Eskimos supposedly have over fifty words for snow. It attests to the centrality of snow in an Eskimo’s life (so I’m told, and don’t email me any links to disprove my meaningless trivia on this blog. Some things are true whether or not they actually happened or exist). As for me, I only have one word for snow, however, by February in New England I do have to modify it with twenty nasty adjectives, none of which are appropriate for this blog.

The point is clear, the things that mean the most to us often have the most names, richest descriptions and a myriad of phrases and terms to describe our experience with them.

We may only have a couple of words for snow, however, as American we have dozens of words for the computing devices, and ways to compute, that consume our daily lives. In fact, we’re adding more to the lexicon all the time: “tweeting”, “facebooking”, “googling”….(imagine saying to someone “Google me,” a decade ago. You’d probably end up taking a punch in the face).

Whereas we have sixty-seven different names for different types of computers, when it comes to the most central aspect of our life, our “soul”, our vocabulary is painfully shallow. “Spirit,” “energy,” “breath of life” – the list is short, pathetically short. And this makes it difficult to talk about matters of spirit in general, and even more difficult to talk about it when one of those beloved spirits leaves this world.

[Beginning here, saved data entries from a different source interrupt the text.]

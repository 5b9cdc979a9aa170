//! Frames exchanged between a [`RemoteStore`](crate::RemoteStore) and a
//! [`StoreServer`](crate::StoreServer).
//!
//! Every frame travels length delimited. A request is `BS(type)` followed by the request body,
//! a response is a tag byte followed by the response body.

use anyhow::{anyhow, bail, Result};
use bytes::{Buf, BufMut, Bytes, BytesMut};
use vt_interfaces::types::{varint, HashCode};

/// Largest frame either side accepts.
pub const MAX_FRAME_LEN: usize = 64 * 1024 * 1024;

pub const T_ADD: u64 = 0;
pub const T_GET: u64 = 1;
pub const T_CONTAINS: u64 = 2;

#[derive(Clone, Debug, PartialEq, Eq)]
pub enum Request {
    /// Store the data, answered with [`Response::Hash`].
    Add(Bytes),
    /// Fetch the data, answered with [`Response::Data`] or [`Response::NotFound`].
    Get(HashCode),
    /// Answered with [`Response::Contains`].
    Contains(HashCode),
}

impl From<Request> for Bytes {
    fn from(value: Request) -> Self {
        let mut buf = Vec::new();
        match value {
            Request::Add(data) => {
                varint::put_uint(&mut buf, T_ADD);
                buf.extend_from_slice(&data);
            },
            Request::Get(hash) => {
                varint::put_uint(&mut buf, T_GET);
                hash.encode_into(&mut buf);
            },
            Request::Contains(hash) => {
                varint::put_uint(&mut buf, T_CONTAINS);
                hash.encode_into(&mut buf);
            },
        }
        buf.into()
    }
}

impl TryFrom<Bytes> for Request {
    type Error = anyhow::Error;

    fn try_from(mut value: Bytes) -> Result<Self> {
        let (rq_type, offset) = varint::get_uint(&value, 0)?;
        value.advance(offset);
        match rq_type {
            T_ADD => Ok(Request::Add(value)),
            T_GET => Ok(Request::Get(HashCode::decode_exact(&value)?)),
            T_CONTAINS => Ok(Request::Contains(HashCode::decode_exact(&value)?)),
            other => Err(anyhow!("Unknown request type {other}")),
        }
    }
}

#[derive(Clone, Debug, PartialEq, Eq)]
pub enum Response {
    Hash(HashCode),
    Data(Bytes),
    NotFound,
    Contains(bool),
    /// The request failed on the server, with the reason.
    Error(String),
}

impl From<Response> for Bytes {
    fn from(value: Response) -> Self {
        let mut b = BytesMut::new();
        match value {
            Response::Hash(hash) => {
                b.put_u8(0x00);
                b.put_slice(&hash.encode());
            },
            Response::Data(data) => {
                b.put_u8(0x01);
                b.put_slice(&data);
            },
            Response::NotFound => {
                b.put_u8(0x02);
            },
            Response::Contains(found) => {
                b.put_u8(0x03);
                b.put_u8(found as u8);
            },
            Response::Error(reason) => {
                b.put_u8(0x04);
                b.put_slice(reason.as_bytes());
            },
        }
        b.freeze()
    }
}

impl TryFrom<Bytes> for Response {
    type Error = anyhow::Error;

    fn try_from(mut value: Bytes) -> Result<Self> {
        if value.is_empty() {
            bail!("Empty response frame");
        }
        match value.get_u8() {
            0x00 => Ok(Response::Hash(HashCode::decode_exact(&value)?)),
            0x01 => Ok(Response::Data(value)),
            0x02 if value.is_empty() => Ok(Response::NotFound),
            0x03 if value.len() == 1 => match value[0] {
                0 => Ok(Response::Contains(false)),
                1 => Ok(Response::Contains(true)),
                other => Err(anyhow!("Invalid boolean {other}")),
            },
            0x04 => Ok(Response::Error(String::from_utf8_lossy(&value).into_owned())),
            tag => Err(anyhow!("Malformed response with tag {tag}")),
        }
    }
}
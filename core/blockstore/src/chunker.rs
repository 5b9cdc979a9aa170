//! Content defined chunking.
//!
//! A [`Chunker`] consumes arbitrarily sized input fragments and cuts the concatenated stream
//! into chunks. Where a chunk ends is decided by a [`Scanner`] looking at the pending bytes,
//! so identical content produces identical chunks regardless of how the input was fragmented,
//! which is what makes deduplication work across edits.

use std::path::Path;

use bytes::{Bytes, BytesMut};
use thiserror::Error;

/// No chunk, except the last one of a stream, is shorter than this.
pub const MIN_BLOCKSIZE: usize = 80;
/// The rolling hash and text scanners do not cut chunks shorter than this.
pub const MIN_AUTOBLOCK: usize = 1024;
/// Chunks are cut at this size if no edge was found before.
pub const MAX_BLOCKSIZE: usize = 16383;

const HASH_MODULUS: u32 = 4093;
const HASH_EDGE: u32 = 4091;
/// The rolling hash covers the last four bytes.
const HASH_WINDOW: usize = 4;

#[derive(Error, Debug, Clone, PartialEq, Eq)]
pub enum ChunkError {
    #[error("Scanner returned edge {edge} outside of ({from}, {len}].")]
    InvalidEdge { edge: usize, from: usize, len: usize },
}

/// Finds the place to cut a chunk.
pub trait Scanner: Send {
    /// Return the smallest edge `e` with `from < e <= pending.len()` or `None` when the pending
    /// bytes hold no edge. An edge `e` means the chunk is `pending[..e]`.
    ///
    /// Positions up to `from` have been rejected before and are only there as context.
    fn find_edge(&mut self, pending: &[u8], from: usize) -> Option<usize>;
}

impl<S: Scanner + ?Sized> Scanner for Box<S> {
    fn find_edge(&mut self, pending: &[u8], from: usize) -> Option<usize> {
        (**self).find_edge(pending, from)
    }
}

#[inline]
fn roll(h: u32, b: u8) -> u32 {
    ((h & 0x1fffff) << 7) | ((b & 0x7f) ^ ((b & 0x80) >> 7)) as u32
}

/// The default scanner: cuts where a rolling hash over the last four bytes hits a magic value.
#[derive(Clone, Copy, Debug, Default)]
pub struct RollingHashScanner;

impl Scanner for RollingHashScanner {
    fn find_edge(&mut self, pending: &[u8], from: usize) -> Option<usize> {
        let mut h = 0;
        for (i, &b) in pending
            .iter()
            .enumerate()
            .skip(from.saturating_sub(HASH_WINDOW - 1))
        {
            h = roll(h, b);
            let edge = i + 1;
            if edge > from && edge >= MIN_AUTOBLOCK && h % HASH_MODULUS == HASH_EDGE {
                return Some(edge);
            }
        }
        None
    }
}

/// Cuts source code and prose at line boundaries.
///
/// Once a chunk has reached [`MIN_AUTOBLOCK`] bytes it is cut after a blank line or after a
/// line consisting of a closing brace. Past four times that size any line end will do.
#[derive(Clone, Copy, Debug, Default)]
pub struct TextScanner;

impl TextScanner {
    fn is_break_line(line: &[u8]) -> bool {
        let line = line.strip_suffix(b"\r").unwrap_or(line);
        line.iter().all(|b| b.is_ascii_whitespace()) || line == b"}" || line == b"};"
    }
}

impl Scanner for TextScanner {
    fn find_edge(&mut self, pending: &[u8], from: usize) -> Option<usize> {
        let start = from.max(MIN_AUTOBLOCK - 1);
        let mut i = start;
        while i < pending.len() {
            let nl = i + pending[i..].iter().position(|&b| b == b'\n')?;
            let edge = nl + 1;
            let line_start = pending[..nl]
                .iter()
                .rposition(|&b| b == b'\n')
                .map_or(0, |p| p + 1);
            if edge >= 4 * MIN_AUTOBLOCK || Self::is_break_line(&pending[line_start..nl]) {
                return Some(edge);
            }
            i = edge;
        }
        None
    }
}

/// Choose a scanner from a file name: text like files are cut at line boundaries, everything
/// else with the rolling hash.
pub fn scanner_for_path(path: &Path) -> Box<dyn Scanner> {
    const TEXT_EXTENSIONS: &[&str] = &[
        "c", "cc", "cpp", "css", "csv", "go", "h", "html", "java", "js", "json", "md", "py",
        "rs", "sh", "toml", "ts", "txt", "xml", "yaml", "yml",
    ];
    let is_text = path
        .extension()
        .and_then(|ext| ext.to_str())
        .map(|ext| TEXT_EXTENSIONS.contains(&ext.to_ascii_lowercase().as_str()))
        .unwrap_or(false);
    if is_text {
        Box::new(TextScanner)
    } else {
        Box::new(RollingHashScanner)
    }
}

/// Splits a stream of fragments into chunks. See the module documentation.
///
/// The iterator is single pass. Its chunks concatenate to exactly the input, every chunk but
/// the last is between [`MIN_BLOCKSIZE`] and [`MAX_BLOCKSIZE`] bytes long and an empty input
/// yields no chunk at all. After an error the iterator is exhausted.
pub struct Chunker<I, S = RollingHashScanner> {
    input: Option<I>,
    scanner: S,
    pending: BytesMut,
    /// Number of pending bytes the scanner has already rejected.
    scanned: usize,
}

impl<I, B> Chunker<I, RollingHashScanner>
where
    I: Iterator<Item = B>,
    B: AsRef<[u8]>,
{
    pub fn new<T: IntoIterator<IntoIter = I>>(input: T) -> Self {
        Self::with_scanner(input, RollingHashScanner)
    }
}

impl<I, B, S> Chunker<I, S>
where
    I: Iterator<Item = B>,
    B: AsRef<[u8]>,
    S: Scanner,
{
    pub fn with_scanner<T: IntoIterator<IntoIter = I>>(input: T, scanner: S) -> Self {
        Self {
            input: Some(input.into_iter()),
            scanner,
            pending: BytesMut::new(),
            scanned: 0,
        }
    }

    /// Try to cut a chunk from the pending bytes.
    fn cut(&mut self) -> Result<Option<Bytes>, ChunkError> {
        if self.pending.len() < MIN_BLOCKSIZE {
            return Ok(None);
        }
        let len = self.pending.len().min(MAX_BLOCKSIZE);
        let from = self.scanned.max(MIN_BLOCKSIZE - 1);
        if from < len {
            if let Some(edge) = self.scanner.find_edge(&self.pending[..len], from) {
                if edge <= from || edge > len {
                    return Err(ChunkError::InvalidEdge { edge, from, len });
                }
                return Ok(Some(self.take(edge)));
            }
        }
        if len == MAX_BLOCKSIZE {
            return Ok(Some(self.take(MAX_BLOCKSIZE)));
        }
        self.scanned = len;
        Ok(None)
    }

    fn take(&mut self, n: usize) -> Bytes {
        self.scanned = 0;
        self.pending.split_to(n).freeze()
    }
}

impl<I, B, S> Iterator for Chunker<I, S>
where
    I: Iterator<Item = B>,
    B: AsRef<[u8]>,
    S: Scanner,
{
    type Item = Result<Bytes, ChunkError>;

    fn next(&mut self) -> Option<Self::Item> {
        loop {
            match self.cut() {
                Ok(Some(chunk)) => return Some(Ok(chunk)),
                Ok(None) => {},
                Err(e) => {
                    self.input = None;
                    self.pending.clear();
                    return Some(Err(e));
                },
            }

            let Some(input) = self.input.as_mut() else {
                // Input is exhausted, whatever is left is the last chunk.
                if self.pending.is_empty() {
                    return None;
                }
                let n = self.pending.len();
                return Some(Ok(self.take(n)));
            };

            match input.next() {
                Some(fragment) => self.pending.extend_from_slice(fragment.as_ref()),
                None => self.input = None,
            }
        }
    }
}

/// Chunk a single buffer with the default scanner.
pub fn chunks_of(data: &[u8]) -> Chunker<std::iter::Once<&[u8]>> {
    Chunker::new(std::iter::once(data))
}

When it comes to matters of spirit, we need more language, better language, new language to communicate the depths of this experience. Or maybe what we need is old language, really old language, like the language of the Bible.

The Book of Proverbs is a good place to start. The author of Proverbs likens the soul to a flame – “the flame of God is the soul of man.”

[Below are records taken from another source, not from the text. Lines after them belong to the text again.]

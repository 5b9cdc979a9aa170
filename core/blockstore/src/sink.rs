use bytes::Bytes;
use thiserror::Error;
use vt_interfaces::types::{HashCode, StoreError};
use vt_interfaces::Store;

use crate::block::{Block, MAX_SUBBLOCKS};
use crate::chunker::{chunks_of, ChunkError};

/// Builds a block tree from a sequence of chunks.
///
/// Level 0 collects the leaves. When the list of a level is full it is stored as an indirect
/// block which is appended to the level above, and the list starts over, so the tree grows a
/// level whenever the top list fills up.
pub struct BlockSink<S> {
    store: S,
    levels: Vec<Vec<Block>>,
}

impl<S: Store> BlockSink<S> {
    pub fn new(store: S) -> Self {
        Self {
            store,
            levels: Vec::new(),
        }
    }

    /// Store `chunk` and append it to the tree.
    pub async fn append(&mut self, chunk: Bytes) -> Result<HashCode, StoreError> {
        let span = chunk.len() as u64;
        let hash = self.store.add(chunk).await?;
        self.append_block(Block::leaf(hash, span)).await?;
        Ok(hash)
    }

    /// Append an existing block, for example the tree of an already stored stream.
    pub async fn append_block(&mut self, block: Block) -> Result<(), StoreError> {
        self.push(0, block).await
    }

    async fn push(&mut self, mut level: usize, mut block: Block) -> Result<(), StoreError> {
        loop {
            if level == self.levels.len() {
                self.levels.push(Vec::with_capacity(MAX_SUBBLOCKS));
            }
            let list = &mut self.levels[level];
            if list.len() < MAX_SUBBLOCKS {
                list.push(block);
                return Ok(());
            }
            let full = std::mem::replace(list, Vec::with_capacity(MAX_SUBBLOCKS));
            list.push(block);
            block = Block::indirect_from_children(&self.store, &full).await?;
            level += 1;
        }
    }

    /// Pack every pending level into its parent and return the top block.
    ///
    /// The top is always an indirect block, even for a single chunk. With no chunks at all it
    /// has no children and a span of 0.
    pub async fn close(mut self) -> Result<Block, StoreError> {
        let mut level = 0;
        while level + 1 < self.levels.len() {
            let mut list = std::mem::take(&mut self.levels[level]);
            let packed = match list.len() {
                0 => None,
                1 => list.pop(),
                _ => Some(Block::indirect_from_children(&self.store, &list).await?),
            };
            if let Some(block) = packed {
                self.push(level + 1, block).await?;
            }
            level += 1;
        }
        let top = self.levels.pop().unwrap_or_default();
        Block::indirect_from_children(&self.store, &top).await
    }
}

#[derive(Error, Debug)]
pub enum BlockifyError {
    #[error("Failed to chunk the input. {0}")]
    Chunk(#[from] ChunkError),
    #[error(transparent)]
    Store(#[from] StoreError),
}

/// Store a sequence of chunks as a block tree and return its top block.
pub async fn blockify<S, I>(store: S, chunks: I) -> Result<Block, BlockifyError>
where
    S: Store,
    I: IntoIterator<Item = Result<Bytes, ChunkError>>,
{
    let mut sink = BlockSink::new(store);
    for chunk in chunks {
        sink.append(chunk?).await?;
    }
    Ok(sink.close().await?)
}

/// Chunk `data` with the default scanner and store it as a block tree.
pub async fn blockify_bytes<S: Store>(store: S, data: &[u8]) -> Result<Block, BlockifyError> {
    blockify(store, chunks_of(data)).await
}
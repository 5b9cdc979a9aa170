use serde::de::DeserializeOwned;
use serde::Serialize;

/// An implementer of this trait should handle providing the configurations from
/// the loaded configuration file.
pub trait ConfigProviderInterface: Send + Sync {
    /// Returns the configuration for the given object. If the key is not present
    /// in the loaded file we should return the default object.
    fn get<S: ConfigConsumer>(&self) -> S::Config;

    /// Returns the textual representation of the configuration based on all values
    /// that have been loaded so far.
    fn serialize_config(&self) -> String;
}

/// Any object in the program that is associated with a configuration value
/// in the global configuration file.
pub trait ConfigConsumer {
    /// The top-level key in the config file that should be used for this object.
    const KEY: &'static str;

    /// The type which is expected for this configuration object.
    type Config: Send + Sync + Serialize + DeserializeOwned + Default;
}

Thinking about the soul as being a flame, the spirit as talked about as fire – now that’s imagery that resonates.

Indeed, our bodies are like candles. They are in this world, of this world and, like all “things,” sooner or later they melt away.

Our soul, however, is in this world but not of this world. It certainly isn’t a “thing”. However, anyone who has been with a person as they die and watches the change, in just a split second as their spirit leaves the body, knows that the soul is not “nothing”. Indeed, the soul is something. The soul is, how shall we say it, a flame.

Candles are static; flames dance.

Candles can be touched, held and put down; flames can not be touched, can’t be held and though you can’t pick them up, once they’ve illuminate your life, you can also never put them down either.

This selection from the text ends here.